[[ MATERIAL FOR THE TASK open ]]

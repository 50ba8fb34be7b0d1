//! # Dashboard View State
//!
//! [`Dashboard`] is the single caller-owned state holder for one dashboard
//! view. It keeps the things the UI toggles or animates (wind unit, marker
//! pulse) as plain fields mutated only through its methods, and recomputes
//! derived data when a new tide series or forecast arrives.
//!
//! ## Lifecycle
//! - [`Dashboard::load_series`]: rebuild chart arrays, compute extremes once,
//!   reset the marker pulse
//! - [`Dashboard::tick`]: called by the owner's periodic timer
//! - [`Dashboard::set_forecast`]: keep the latest hourly forecast periods

use crate::config::Config;
use crate::extrema::{find_daily_extremes, DailyExtremes};
use crate::live_marker::{LiveMarker, MarkerFrame, MarkerState};
use crate::noaa::ForecastPeriod;
use crate::series::{build, ChartSeries};
use crate::units::{celsius_to_fahrenheit, readable_hour, wind_speed_display, WindUnit, NOT_AVAILABLE};
use crate::TideSeries;
use chrono::{DateTime, Duration, Utc};
use chrono_tz::Tz;

/// One forecast hour, ready for display.
#[derive(Clone, Debug, PartialEq)]
pub struct HourlyWeather {
    /// e.g. "2 PM"
    pub hour: String,
    pub wind_speed: String,
    pub wind_direction: String,
    /// Degrees Fahrenheit, one decimal
    pub dew_point: Option<f64>,
    pub temperature: String,
    pub short_forecast: String,
    /// Percent chance of precipitation
    pub precipitation: Option<f64>,
}

impl HourlyWeather {
    pub fn from_period(period: &ForecastPeriod, unit: WindUnit, tz: Tz) -> Self {
        let text = |value: &Option<String>| {
            value
                .as_deref()
                .map(str::trim)
                .filter(|s| !s.is_empty())
                .unwrap_or(NOT_AVAILABLE)
                .to_string()
        };

        let temperature = match period.temperature {
            Some(t) => format!(
                "{t}°{}",
                period.temperature_unit.as_deref().unwrap_or("F")
            ),
            None => NOT_AVAILABLE.to_string(),
        };

        Self {
            hour: readable_hour(&period.start_time, tz).unwrap_or_else(|| NOT_AVAILABLE.to_string()),
            wind_speed: wind_speed_display(period.wind_speed.as_deref(), unit),
            wind_direction: text(&period.wind_direction),
            dew_point: period
                .dewpoint
                .as_ref()
                .and_then(|d| d.value)
                .map(|c| (celsius_to_fahrenheit(c) * 10.0).round() / 10.0),
            temperature,
            short_forecast: text(&period.short_forecast),
            precipitation: period
                .probability_of_precipitation
                .as_ref()
                .and_then(|p| p.value),
        }
    }
}

/// State for one dashboard view.
#[derive(Debug)]
pub struct Dashboard {
    tz: Tz,
    min_separation: Duration,
    unit: WindUnit,
    series: Option<TideSeries>,
    chart: ChartSeries,
    extremes: DailyExtremes,
    marker: LiveMarker,
    forecast: Vec<ForecastPeriod>,
}

impl Dashboard {
    pub fn new(config: &Config) -> Self {
        let tz = config.station.tz();
        Self {
            tz,
            min_separation: config.extrema.min_separation(),
            unit: config.display.default_unit,
            series: None,
            chart: ChartSeries::default(),
            extremes: DailyExtremes::default(),
            marker: LiveMarker::new(config.marker.tolerance(), tz),
            forecast: Vec::new(),
        }
    }

    /// Replace the tide series. Extremes are computed here, not per tick.
    pub fn load_series(&mut self, series: TideSeries) {
        self.chart = build(&series.samples);
        self.extremes = find_daily_extremes(&series.samples, self.min_separation, self.tz);
        self.marker.reset();
        tracing::info!(
            station = %series.station.id,
            samples = series.samples.len(),
            offline = series.offline,
            "tide series loaded"
        );
        self.series = Some(series);
    }

    /// Advance the live marker for the current time.
    pub fn tick(&mut self, now: DateTime<Utc>) -> Option<MarkerFrame> {
        self.marker.tick(&self.chart, now)
    }

    pub fn toggle_unit(&mut self) -> WindUnit {
        self.unit = self.unit.toggle();
        self.unit
    }

    pub fn set_unit(&mut self, unit: WindUnit) {
        self.unit = unit;
    }

    pub fn set_forecast(&mut self, periods: Vec<ForecastPeriod>) {
        self.forecast = periods;
    }

    /// Wind speed of the first forecast period in the selected unit.
    pub fn wind_speed_display(&self) -> String {
        let raw = self.forecast.first().and_then(|p| p.wind_speed.as_deref());
        wind_speed_display(raw, self.unit)
    }

    pub fn wind_direction(&self) -> &str {
        self.forecast
            .first()
            .and_then(|p| p.wind_direction.as_deref())
            .filter(|d| !d.trim().is_empty())
            .unwrap_or(NOT_AVAILABLE)
    }

    /// The first `hours` forecast periods, formatted.
    pub fn hourly_weather(&self, hours: usize) -> Vec<HourlyWeather> {
        self.forecast
            .iter()
            .take(hours)
            .map(|period| HourlyWeather::from_period(period, self.unit, self.tz))
            .collect()
    }

    pub fn unit(&self) -> WindUnit {
        self.unit
    }

    pub fn tz(&self) -> Tz {
        self.tz
    }

    pub fn series(&self) -> Option<&TideSeries> {
        self.series.as_ref()
    }

    pub fn chart(&self) -> &ChartSeries {
        &self.chart
    }

    pub fn extremes(&self) -> &DailyExtremes {
        &self.extremes
    }

    pub fn marker_state(&self) -> MarkerState {
        self.marker.state()
    }
}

[[ MATERIAL FOR THE TASK closed ]]

— TASK DETAILS —
From the records above, extract every entry verbatim.

— OUTPUT —
repository 50ba8fb34be7b0d1
//! # Dashboard View State
//!
//! [`Dashboard`] is the single caller-owned state holder for one dashboard
//! view. It keeps the things the UI toggles or animates (wind unit, marker
//! pulse) as plain fields mutated only through its methods, and recomputes
//! derived data when a new tide series or forecast arrives.
//!
//! ## Lifecycle
//! - [`Dashboard::load_series`]: rebuild chart arrays, compute extremes once,
//!   reset the marker pulse
//! - [`Dashboard::tick`]: called by the owner's periodic timer
//! - [`Dashboard::set_forecast`]: keep the latest hourly forecast periods

use crate::config::Config;
use crate::extrema::{find_daily_extremes, DailyExtremes};
use crate::live_marker::{LiveMarker, MarkerFrame, MarkerState};
use crate::noaa::ForecastPeriod;
use crate::series::{build, ChartSeries};
use crate::units::{celsius_to_fahrenheit, readable_hour, wind_speed_display, WindUnit, NOT_AVAILABLE};
use crate::TideSeries;
use chrono::{DateTime, Duration, Utc};
use chrono_tz::Tz;

/// One forecast hour, ready for display.
#[derive(Clone, Debug, PartialEq)]
pub struct HourlyWeather {
    /// e.g. "2 PM"
    pub hour: String,
    pub wind_speed: String,
    pub wind_direction: String,
    /// Degrees Fahrenheit, one decimal
    pub dew_point: Option<f64>,
    pub temperature: String,
    pub short_forecast: String,
    /// Percent chance of precipitation
    pub precipitation: Option<f64>,
}

impl HourlyWeather {
    pub fn from_period(period: &ForecastPeriod, unit: WindUnit, tz: Tz) -> Self {
        let text = |value: &Option<String>| {
            value
                .as_deref()
                .map(str::trim)
                .filter(|s| !s.is_empty())
                .unwrap_or(NOT_AVAILABLE)
                .to_string()
        };

        let temperature = match period.temperature {
            Some(t) => format!(
                "{t}°{}",
                period.temperature_unit.as_deref().unwrap_or("F")
            ),
            None => NOT_AVAILABLE.to_string(),
        };

        Self {
            hour: readable_hour(&period.start_time, tz).unwrap_or_else(|| NOT_AVAILABLE.to_string()),
            wind_speed: wind_speed_display(period.wind_speed.as_deref(), unit),
            wind_direction: text(&period.wind_direction),
            dew_point: period
                .dewpoint
                .as_ref()
                .and_then(|d| d.value)
                .map(|c| (celsius_to_fahrenheit(c) * 10.0).round() / 10.0),
            temperature,
            short_forecast: text(&period.short_forecast),
            precipitation: period
                .probability_of_precipitation
                .as_ref()
                .and_then(|p| p.value),
        }
    }
}

/// State for one dashboard view.
#[derive(Debug)]
pub struct Dashboard {
    tz: Tz,
    min_separation: Duration,
    unit: WindUnit,
    series: Option<TideSeries>,
    chart: ChartSeries,
    extremes: DailyExtremes,
    marker: LiveMarker,
    forecast: Vec<ForecastPeriod>,
}

impl Dashboard {
    pub fn new(config: &Config) -> Self {
        let tz = config.station.tz();
        Self {
            tz,
            min_separation: config.extrema.min_separation(),
            unit: config.display.default_unit,
            series: None,
            chart: ChartSeries::default(),
            extremes: DailyExtremes::default(),
            marker: LiveMarker::new(config.marker.tolerance(), tz),
            forecast: Vec::new(),
        }
    }

    /// Replace the tide series. Extremes are computed here, not per tick.
    pub fn load_series(&mut self, series: TideSeries) {
        self.chart = build(&series.samples);
        self.extremes = find_daily_extremes(&series.samples, self.min_separation, self.tz);
        self.marker.reset();
        tracing::info!(
            station = %series.station.id,
            samples = series.samples.len(),
            offline = series.offline,
            "tide series loaded"
        );
        self.series = Some(series);
    }

    /// Advance the live marker for the current time.
    pub fn tick(&mut self, now: DateTime<Utc>) -> Option<MarkerFrame> {
        self.marker.tick(&self.chart, now)
    }

    pub fn toggle_unit(&mut self) -> WindUnit {
        self.unit = self.unit.toggle();
        self.unit
    }

    pub fn set_unit(&mut self, unit: WindUnit) {
        self.unit = unit;
    }

    pub fn set_forecast(&mut self, periods: Vec<ForecastPeriod>) {
        self.forecast = periods;
    }

    /// Wind speed of the first forecast period in the selected unit.
    pub fn wind_speed_display(&self) -> String {
        let raw = self.forecast.first().and_then(|p| p.wind_speed.as_deref());
        wind_speed_display(raw, self.unit)
    }

    pub fn wind_direction(&self) -> &str {
        self.forecast
            .first()
            .and_then(|p| p.wind_direction.as_deref())
            .filter(|d| !d.trim().is_empty())
            .unwrap_or(NOT_AVAILABLE)
    }

    /// The first `hours` forecast periods, formatted.
    pub fn hourly_weather(&self, hours: usize) -> Vec<HourlyWeather> {
        self.forecast
            .iter()
            .take(hours)
            .map(|period| HourlyWeather::from_period(period, self.unit, self.tz))
            .collect()
    }

    pub fn unit(&self) -> WindUnit {
        self.unit
    }

    pub fn tz(&self) -> Tz {
        self.tz
    }

    pub fn series(&self) -> Option<&TideSeries> {
        self.series.as_ref()
    }

    pub fn chart(&self) -> &ChartSeries {
        &self.chart
    }

    pub fn extremes(&self) -> &DailyExtremes {
        &self.extremes
    }

    pub fn marker_state(&self) -> MarkerState {
        self.marker.state()
    }
}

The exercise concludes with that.